TASK PROMPT:
Go over the records and copy every line with the string "Some".

DATA LISTING:
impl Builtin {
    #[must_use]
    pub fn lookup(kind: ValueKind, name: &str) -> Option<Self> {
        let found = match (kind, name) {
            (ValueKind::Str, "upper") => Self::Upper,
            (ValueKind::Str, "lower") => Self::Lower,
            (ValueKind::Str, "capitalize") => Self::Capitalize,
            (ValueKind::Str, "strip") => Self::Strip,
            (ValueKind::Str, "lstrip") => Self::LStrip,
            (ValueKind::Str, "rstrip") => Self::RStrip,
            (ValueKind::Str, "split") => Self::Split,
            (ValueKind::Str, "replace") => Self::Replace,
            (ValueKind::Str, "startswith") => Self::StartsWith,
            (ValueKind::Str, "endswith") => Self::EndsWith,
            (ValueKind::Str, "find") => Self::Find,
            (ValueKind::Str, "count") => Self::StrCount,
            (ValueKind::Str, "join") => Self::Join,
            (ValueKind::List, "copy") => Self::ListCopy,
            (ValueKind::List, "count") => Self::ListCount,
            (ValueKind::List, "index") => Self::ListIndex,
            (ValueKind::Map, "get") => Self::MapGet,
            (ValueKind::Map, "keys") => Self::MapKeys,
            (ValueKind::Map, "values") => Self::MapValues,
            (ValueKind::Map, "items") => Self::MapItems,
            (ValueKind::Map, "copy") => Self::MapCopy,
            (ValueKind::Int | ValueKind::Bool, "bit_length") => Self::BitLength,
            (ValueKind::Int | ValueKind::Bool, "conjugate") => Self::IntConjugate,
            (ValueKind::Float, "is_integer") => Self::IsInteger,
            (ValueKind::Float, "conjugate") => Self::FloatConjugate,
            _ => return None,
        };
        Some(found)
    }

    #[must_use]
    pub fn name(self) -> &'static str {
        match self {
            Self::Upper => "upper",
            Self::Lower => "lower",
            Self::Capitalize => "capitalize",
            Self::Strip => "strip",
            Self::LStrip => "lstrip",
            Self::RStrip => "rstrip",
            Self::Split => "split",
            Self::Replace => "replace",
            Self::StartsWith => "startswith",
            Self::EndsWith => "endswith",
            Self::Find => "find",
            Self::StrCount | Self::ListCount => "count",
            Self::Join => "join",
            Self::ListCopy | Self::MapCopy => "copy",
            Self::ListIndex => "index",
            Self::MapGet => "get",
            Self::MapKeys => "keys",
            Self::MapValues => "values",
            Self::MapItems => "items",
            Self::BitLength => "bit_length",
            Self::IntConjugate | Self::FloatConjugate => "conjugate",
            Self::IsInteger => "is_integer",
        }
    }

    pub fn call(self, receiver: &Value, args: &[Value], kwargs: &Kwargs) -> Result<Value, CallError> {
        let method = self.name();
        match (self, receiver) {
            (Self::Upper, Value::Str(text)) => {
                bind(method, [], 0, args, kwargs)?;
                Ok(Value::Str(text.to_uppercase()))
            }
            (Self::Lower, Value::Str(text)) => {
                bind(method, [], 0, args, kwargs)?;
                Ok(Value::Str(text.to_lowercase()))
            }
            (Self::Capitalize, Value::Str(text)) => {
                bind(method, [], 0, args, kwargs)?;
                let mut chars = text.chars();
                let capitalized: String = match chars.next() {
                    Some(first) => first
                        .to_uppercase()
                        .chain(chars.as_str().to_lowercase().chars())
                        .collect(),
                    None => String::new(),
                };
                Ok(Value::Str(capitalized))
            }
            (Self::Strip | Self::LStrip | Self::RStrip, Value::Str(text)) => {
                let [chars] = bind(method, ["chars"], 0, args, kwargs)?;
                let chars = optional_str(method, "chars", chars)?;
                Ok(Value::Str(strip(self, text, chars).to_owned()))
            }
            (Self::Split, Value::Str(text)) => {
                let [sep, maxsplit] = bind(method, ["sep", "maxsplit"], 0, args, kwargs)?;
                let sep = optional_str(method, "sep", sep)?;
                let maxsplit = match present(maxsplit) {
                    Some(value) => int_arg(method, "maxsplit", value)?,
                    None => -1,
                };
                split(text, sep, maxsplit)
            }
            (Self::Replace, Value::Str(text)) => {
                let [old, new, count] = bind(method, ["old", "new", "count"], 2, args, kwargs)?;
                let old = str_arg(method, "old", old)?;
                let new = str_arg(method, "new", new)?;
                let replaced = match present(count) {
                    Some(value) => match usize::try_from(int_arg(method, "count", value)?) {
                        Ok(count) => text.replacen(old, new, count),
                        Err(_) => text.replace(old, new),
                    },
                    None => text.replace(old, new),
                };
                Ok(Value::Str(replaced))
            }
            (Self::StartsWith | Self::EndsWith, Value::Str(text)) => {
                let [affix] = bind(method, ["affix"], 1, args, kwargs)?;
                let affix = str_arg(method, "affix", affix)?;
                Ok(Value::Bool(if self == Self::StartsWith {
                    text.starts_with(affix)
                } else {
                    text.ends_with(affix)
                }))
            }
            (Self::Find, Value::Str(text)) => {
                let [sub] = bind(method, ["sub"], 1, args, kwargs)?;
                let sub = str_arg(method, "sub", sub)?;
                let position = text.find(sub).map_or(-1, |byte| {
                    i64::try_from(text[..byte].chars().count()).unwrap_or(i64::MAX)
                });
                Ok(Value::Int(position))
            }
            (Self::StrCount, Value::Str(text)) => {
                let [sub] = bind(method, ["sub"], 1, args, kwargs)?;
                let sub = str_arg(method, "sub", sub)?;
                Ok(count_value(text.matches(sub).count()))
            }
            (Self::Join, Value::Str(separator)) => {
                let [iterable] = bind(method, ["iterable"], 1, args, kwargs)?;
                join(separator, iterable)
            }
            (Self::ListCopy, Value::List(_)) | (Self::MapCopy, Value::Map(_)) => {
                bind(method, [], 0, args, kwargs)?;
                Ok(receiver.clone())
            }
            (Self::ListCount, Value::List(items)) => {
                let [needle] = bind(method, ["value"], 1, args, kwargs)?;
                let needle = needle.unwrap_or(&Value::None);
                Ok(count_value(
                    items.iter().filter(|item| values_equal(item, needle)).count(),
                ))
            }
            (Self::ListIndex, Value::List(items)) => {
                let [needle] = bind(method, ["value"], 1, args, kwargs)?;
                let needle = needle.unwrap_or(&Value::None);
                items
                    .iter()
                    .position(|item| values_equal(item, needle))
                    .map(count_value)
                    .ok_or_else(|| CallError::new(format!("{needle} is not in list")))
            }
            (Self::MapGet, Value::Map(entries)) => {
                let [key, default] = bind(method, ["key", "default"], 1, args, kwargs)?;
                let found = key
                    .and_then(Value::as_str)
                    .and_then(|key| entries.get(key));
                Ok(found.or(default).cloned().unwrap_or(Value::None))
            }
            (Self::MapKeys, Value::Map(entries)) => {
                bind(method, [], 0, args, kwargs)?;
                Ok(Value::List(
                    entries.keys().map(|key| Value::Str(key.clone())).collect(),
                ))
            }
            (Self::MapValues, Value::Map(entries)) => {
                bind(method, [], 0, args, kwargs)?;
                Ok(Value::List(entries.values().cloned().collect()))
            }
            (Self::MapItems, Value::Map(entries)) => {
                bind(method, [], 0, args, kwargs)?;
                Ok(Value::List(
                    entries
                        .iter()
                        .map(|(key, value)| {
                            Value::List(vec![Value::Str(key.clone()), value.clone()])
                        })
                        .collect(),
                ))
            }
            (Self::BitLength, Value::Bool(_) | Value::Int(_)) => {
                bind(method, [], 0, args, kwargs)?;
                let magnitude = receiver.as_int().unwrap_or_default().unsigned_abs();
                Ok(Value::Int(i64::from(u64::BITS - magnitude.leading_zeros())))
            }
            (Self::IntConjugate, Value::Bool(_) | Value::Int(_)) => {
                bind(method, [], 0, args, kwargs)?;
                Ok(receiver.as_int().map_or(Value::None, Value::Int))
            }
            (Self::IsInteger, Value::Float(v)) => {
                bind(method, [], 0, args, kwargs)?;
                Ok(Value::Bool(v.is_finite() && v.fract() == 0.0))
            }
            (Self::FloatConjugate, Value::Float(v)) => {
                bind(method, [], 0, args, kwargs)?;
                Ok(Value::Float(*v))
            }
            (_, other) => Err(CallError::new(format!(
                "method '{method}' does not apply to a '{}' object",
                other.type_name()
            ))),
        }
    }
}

WRITTEN RESPONSE:
        Some(found)
                    Some(first) => first
                    Some(value) => int_arg(method, "maxsplit", value)?,
                    Some(value) => match usize::try_from(int_arg(method, "count", value)?) {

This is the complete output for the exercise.